Q. What happened?
Starting around 05:45 PST on Wednesday 15th June, we started to receive reports of "Journal Exploits" doing the rounds and we began to investigate them.
It quickly became apparent that someone had crafted a link behind the bit.ly URL-shortening service that caused people who visited it to post a journal on deviantART.
The content of the journal was sometimes an insulting message directed towards the journal's owner. Other times, it was a copy of the link itself, making it more likely that more people would see it and click on it, causing the exploit to propagate further.
We quickly deployed a temporary fix that blocked the bit.ly URL at our outgoing link page, to prevent people from clicking on the link if they saw it in someone's journal.
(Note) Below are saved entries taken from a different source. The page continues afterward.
use super::super::profile::UserProfile;
use super::super::scoring::RiskCategory;

const TEENAGER: &[&str] = &[
    "Learn what your breasts normally look and feel like so you can notice changes early",
    "Build a habit of at least 60 minutes of physical activity every day",
    "Avoid alcohol and smoking while breast tissue is still developing",
    "Talk with a parent or doctor about any family history of breast cancer",
];

const PREMENOPAUSAL_HIGH: &[&str] = &[
    "Discuss starting screening early, including mammography or breast MRI, with your doctor",
    "Ask your doctor whether genetic counseling or BRCA testing is right for you",
    "Perform a breast self-exam every month, a few days after your period ends",
    "Ask about risk-reducing options such as preventive medication",
];

const PREMENOPAUSAL: &[&str] = &[
    "Perform a breast self-exam every month, a few days after your period ends",
    "Schedule a clinical breast exam every one to three years",
    "Start discussing a mammography timeline with your doctor from age 40",
];

const POSTMENOPAUSAL: &[&str] = &[
    "Get a screening mammogram every year",
    "Keep a healthy weight, since fat tissue becomes the main source of estrogen after menopause",
    "Review the risks and benefits of any hormone replacement therapy with your doctor",
    "Stay active with at least 150 minutes of moderate exercise each week",
];

pub(crate) const ALCOHOL_RECOMMENDATION: &str =
    "Limit alcohol to no more than one drink per day, or avoid it entirely";

const WEIGHT_AND_EXERCISE: &[&str] = &[
    "Aim for at least 150 minutes of moderate exercise per week",
    "Work toward and maintain a healthy body weight through balanced nutrition",
];

const HORMONE: &[&str] = &[
    "Talk to your doctor about the risks and benefits of hormone therapy",
    "Explore non-hormonal options for managing menopausal symptoms",
];

const UNIVERSAL: &[&str] = &[
    "Eat a diet rich in vegetables, fruits, and whole grains",
    "Practice stress management techniques such as meditation or yoga",
    "Get 7 to 9 hours of quality sleep each night",
    "Limit exposure to environmental toxins and endocrine-disrupting chemicals",
];

/// Builds the recommendation list in a fixed order: the profile/category set, advice
/// triggered by wording in the identified risk factors, then the universal tail.
///
/// Triggers match substrings of the explanation text. Nothing is de-duplicated.
pub fn generate_recommendations(
    profile: UserProfile,
    category: RiskCategory,
    risk_factors: &[String],
) -> Vec<String> {
    let mut recommendations: Vec<String> = Vec::new();

    let base: &[&str] = match (profile, category) {
        (UserProfile::Teenager, _) => TEENAGER,
        (UserProfile::Premenopausal, RiskCategory::High) => PREMENOPAUSAL_HIGH,
        (UserProfile::Premenopausal, _) => PREMENOPAUSAL,
        (UserProfile::Postmenopausal, _) => POSTMENOPAUSAL,
        (UserProfile::CurrentPatient | UserProfile::Survivor, _) => &[],
    };
    extend(&mut recommendations, base);

    let mentions = |needle: &str| risk_factors.iter().any(|factor| factor.contains(needle));

    if mentions("alcohol") {
        recommendations.push(ALCOHOL_RECOMMENDATION.to_string());
    }
    if mentions("weight") || mentions("exercise") {
        extend(&mut recommendations, WEIGHT_AND_EXERCISE);
    }
    if mentions("hormone") {
        extend(&mut recommendations, HORMONE);
    }

    extend(&mut recommendations, UNIVERSAL);
    recommendations
}

fn extend(target: &mut Vec<String>, items: &[&str]) {
    target.extend(items.iter().map(|item| item.to_string()));
}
While this wasn't a comprehensive fix, it was one that we could deploy within 10 minutes of the matter coming to our attention, while we worked on a full solution.
The simple explanation of the problem being exploited is that the link was crafting a hidden form submit to your journal page. Because it was submitted by your web-browser, it appeared to be you submitting a journal via the normal process, and so would be posted under your name.
This is what's known as a "confused deputy" attack, and we have protection against it as part of our standard suite of security tools. Unfortunately the journal submission process wasn't utilizing it.
Once the problem was diagnosed we added the missing protection to the journal, tested and then deployed it approximately 2 hours after the exploit came to our attention.
We then began the process of cleaning up the journals that were added during the attack.
Q. How many people were affected?
The first journal to have been posted via this exploit appears to have been at 23:50 PST on Tuesday 14th June, some 5 hours before the matter was brought to our attention.
During the 7 hours the exploit was active, just over 2300 journals were posted via it.
Q. Should I change my password? Are my personal details at risk?
You don't need to change your password and your personal details were not exposed in any way.
At no point was your account integrity compromised or your password available to the attacker.
The nature of the vulnerability was strictly limited to being able to prefill a journal form and act as if you had clicked on "submit" within your browser.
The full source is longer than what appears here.